Saint Seraphin of Montegranaro
(Saint Seraphin de Montegranaro)
Feast Day – October 12
Seraphin's parents were poor in earthly goods and obscure in the sight of men. But the spirit of prayer which his mother instilled in the boy was an inheritance of priceless value. The loving lessons of his mother caused Seraphin to make the firm resolve to remain innocent and become a saint.
Saint Seraphin of Montegranaro fostered tender devotion to the Blessed Mother and occasionally visited her shrine at Loreto, not far from his home.
Once, on his way to the shrine, he found the River Potenza so high that no boatman ventured across.
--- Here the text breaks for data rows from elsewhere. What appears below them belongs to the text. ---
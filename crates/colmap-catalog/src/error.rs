//! Error types for schema registry and settings loading.

use std::path::PathBuf;
use thiserror::Error;

/// Errors that can occur when loading or querying the schema catalog.
#[derive(Debug, Error)]
#[non_exhaustive]
pub enum CatalogError {
    /// Failed to read or write a registry/settings file.
    #[error("failed to access file {path}: {source}")]
    Io {
        path: PathBuf,
        #[source]
        source: std::io::Error,
    },

    /// Registry or settings TOML could not be parsed.
    #[error("failed to parse TOML {path}: {source}")]
    Toml {
        path: PathBuf,
        #[source]
        source: toml::de::Error,
    },

    /// Settings could not be serialized.
    #[error("failed to serialize settings: {source}")]
    Serialize {
        #[source]
        source: toml::ser::Error,
    },

    /// Two types share a name (case-insensitive).
    #[error("duplicate type '{name}' in schema registry")]
    DuplicateType { name: String },

    /// Two fields of one type share a name (case-insensitive).
    #[error("duplicate field '{field}' in type '{data_type}'")]
    DuplicateField { data_type: String, field: String },

    /// A type or field has an empty name.
    #[error("invalid schema registry: {message}")]
    InvalidRegistry { message: String },

    /// The requested type is not in the registry.
    #[error("unknown data type: {name}")]
    TypeNotFound { name: String },
}

impl CatalogError {
    pub(crate) fn io(path: impl Into<PathBuf>, source: std::io::Error) -> Self {
        Self::Io {
            path: path.into(),
            source,
        }
    }
}

/// Result type for catalog operations.
pub type Result<T> = std::result::Result<T, CatalogError>;
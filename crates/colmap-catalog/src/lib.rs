//! Schema catalog for the column mapping engine.
//!
//! Target types and their fields come from an explicit [`SchemaRegistry`]
//! (TOML or built in code). [`SchemaCatalog`] filters them through a
//! [`SettingsProvider`] for per-type enablement, field visibility and the
//! required-field policy, memoizing the visible set per type.

mod catalog;
mod error;
mod registry;
mod required;
mod settings;

// === Error Types ===
pub use error::{CatalogError, Result};

// === Registry ===
pub use registry::{BUILTIN_REGISTRY, FieldDescriptor, SchemaRegistry, TypeSchema};

// === Settings ===
pub use settings::{
    AutoMapSettings, IdentifierFallback, MappingSettings, RequiredPolicy, RequiredSettings,
    SettingsEvent, SettingsProvider, TypeSettings,
};

// === Catalog ===
pub use catalog::SchemaCatalog;
pub use required::is_required;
In his eagerness to get to the shrine, Seraphin stepped on the water, and it became like solid ground beneath him; he crossed the river on his way to the shrine and back without so much as wetting the soles of his feet.
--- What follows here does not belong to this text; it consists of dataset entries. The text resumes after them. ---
use std::fs;
use std::path::Path;

use colmap_ingest::{
    IngestError, SAMPLE_ROW_LIMIT, extract_columns, extract_columns_or_empty, get_sample_data,
    table_references,
};
use tempfile::TempDir;

fn write_file(dir: &TempDir, name: &str, content: &str) -> std::path::PathBuf {
    let path = dir.path().join(name);
    fs::write(&path, content).expect("write fixture");
    path
}

#[test]
fn csv_has_single_implicit_table() {
    let dir = TempDir::new().unwrap();
    let path = write_file(&dir, "buses.csv", "Id,Name,Voltage\n1,Alpha,110\n2,Beta,\n");

    let tables = extract_columns(&path).expect("extract");
    assert_eq!(tables.len(), 1);
    let columns = tables.get("buses").expect("implicit table");
    assert_eq!(columns.len(), 3);
    assert_eq!(columns[0].column_name, "Id");
    assert_eq!(columns[0].column_index, 0);
    assert_eq!(columns[0].source_table, "buses");
    assert_eq!(columns[2].sample_value_count, 1);
}

#[test]
fn sample_count_is_bounded() {
    let dir = TempDir::new().unwrap();
    let mut content = String::from("Id\n");
    for i in 0..(SAMPLE_ROW_LIMIT * 3) {
        content.push_str(&format!("{i}\n"));
    }
    let path = write_file(&dir, "big.csv", &content);

    let tables = extract_columns(&path).expect("extract");
    assert_eq!(tables["big"][0].sample_value_count, SAMPLE_ROW_LIMIT);
}

#[test]
fn tsv_uses_tab_delimiter() {
    let dir = TempDir::new().unwrap();
    let path = write_file(&dir, "loads.tsv", "Bus\tP (MW)\nA\t10\n");

    let tables = extract_columns(&path).expect("extract");
    let names: Vec<_> = tables["loads"]
        .iter()
        .map(|c| c.column_name.as_str())
        .collect();
    assert_eq!(names, vec!["Bus", "P (MW)"]);
}

#[test]
fn missing_file_is_not_found() {
    let result = extract_columns(Path::new("/no/such/file.csv"));
    assert!(matches!(result, Err(IngestError::FileNotFound { .. })));
}

#[test]
fn unsupported_extension_is_distinct_error() {
    let dir = TempDir::new().unwrap();
    let path = write_file(&dir, "notes.pdf", "hello");

    let err = extract_columns(&path).unwrap_err();
    assert!(err.is_unsupported_format());
}

#[test]
fn corrupt_workbook_is_read_failure() {
    let dir = TempDir::new().unwrap();
    let path = write_file(&dir, "broken.xlsx", "this is not a zip archive");

    let result = extract_columns(&path);
    assert!(matches!(result, Err(IngestError::Workbook { .. })));
}

#[test]
fn failed_extraction_can_degrade_to_empty() {
    let tables = extract_columns_or_empty(Path::new("/no/such/file.csv"));
    assert!(tables.is_empty());
}

#[test]
fn preview_returns_requested_rows() {
    let dir = TempDir::new().unwrap();
    let path = write_file(&dir, "buses.csv", "Id,Name\n1,A\n2,B\n3,C\n");

    let sample = get_sample_data(&path, "buses", 2).expect("preview");
    assert_eq!(sample.table_name, "buses");
    assert_eq!(sample.headers, vec!["Id", "Name"]);
    assert_eq!(sample.rows.len(), 2);
    assert_eq!(sample.rows[1], vec!["2", "B"]);
}

#[test]
fn preview_of_unknown_csv_table_fails() {
    let dir = TempDir::new().unwrap();
    let path = write_file(&dir, "buses.csv", "Id\n1\n");

    let result = get_sample_data(&path, "Lines", 5);
    assert!(matches!(result, Err(IngestError::TableNotFound { .. })));
}

#[test]
fn table_references_use_display_key() {
    let dir = TempDir::new().unwrap();
    let path = write_file(&dir, "buses.csv", "Id\n1\n");
    let tables = extract_columns(&path).expect("extract");

    let references = table_references(&path, &tables);
    assert_eq!(references.len(), 1);
    assert_eq!(references[0].display_name(), "buses.csv | buses");
    assert!(!references[0].is_multi_table_file);
}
On the death of his parents, Seraphin was subjected to a severe trial. His brother, a bricklayer and a man of a violent temper, took him into his employ; but no matter what the boy did, he received nothing but harsh words and blows in return. Seraphin bore the cruel treatment with great patience and recognized in it the way to holiness.
Desiring to consecrate himself to the service of God, Saint Seraphin of Montegranaro entered a Capuchin convent when he was only 16 years old. The high degree of perfection he had already attained was soon noticed and admired. His brethren were edified at his humility, charity, mortification, and self-sacrifice. Punctual in performing all the duties assigned to him, he still found time to be of service to the other brothers.
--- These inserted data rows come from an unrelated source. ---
//! Source file discovery.

use std::path::{Path, PathBuf};

use crate::error::{IngestError, Result};
use crate::format::is_supported;

/// Lists all supported source files in a directory.
///
/// Returns files sorted by filename.
pub fn list_source_files(dir: &Path) -> Result<Vec<PathBuf>> {
    if !dir.is_dir() {
        return Err(IngestError::DirectoryNotFound {
            path: dir.to_path_buf(),
        });
    }

    let entries = std::fs::read_dir(dir).map_err(|e| IngestError::DirectoryRead {
        path: dir.to_path_buf(),
        source: e,
    })?;

    let mut files = Vec::new();
    for entry_result in entries {
        let entry = entry_result.map_err(|e| IngestError::DirectoryRead {
            path: dir.to_path_buf(),
            source: e,
        })?;

        let path = entry.path();
        if path.is_file() && is_supported(&path) {
            files.push(path);
        }
    }

    files.sort_by(|a, b| a.file_name().cmp(&b.file_name()));

    Ok(files)
}

#[cfg(test)]
mod tests {
    use super::*;
    use tempfile::TempDir;

    #[test]
    fn test_list_source_files() {
        let dir = TempDir::new().unwrap();
        for name in &["lines.csv", "buses.xlsx", "notes.pdf", "loads.tsv"] {
            std::fs::write(dir.path().join(name), "header\ndata").unwrap();
        }

        let files = list_source_files(dir.path()).unwrap();
        let names: Vec<_> = files
            .iter()
            .map(|p| p.file_name().unwrap().to_str().unwrap())
            .collect();
        assert_eq!(names, vec!["buses.xlsx", "lines.csv", "loads.tsv"]);
    }

    #[test]
    fn test_list_source_files_not_a_directory() {
        let dir = TempDir::new().unwrap();
        let file_path = dir.path().join("test.csv");
        std::fs::write(&file_path, "data").unwrap();

        let result = list_source_files(&file_path);
        assert!(matches!(result, Err(IngestError::DirectoryNotFound { .. })));
    }
}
He devoted the night to prayer. In the evening he would visit the Blessed Sacrament and remain there for hours absorbed in prayer and contemplation. Then he would take a short rest, after which he would get up once more to attend the midnight office. God seemed to preserve his bodily strength in a marvelous way. During a famine he ate but a fourth of his own meager meal, in order to have so much more to give to the poor. As porter of the convent, charged with providing for the poor, he once exceeded the bounds of obedience. For, as he had nothing more to give and there were still some poor waiting for help, he went into the garden and gathered a supply of the vegetables growing there.
When his superior took him to task for it, the good brother assured him that the community would in no way suffer on his account, and that and the next morning a new growth of vegetables appeared in the garden.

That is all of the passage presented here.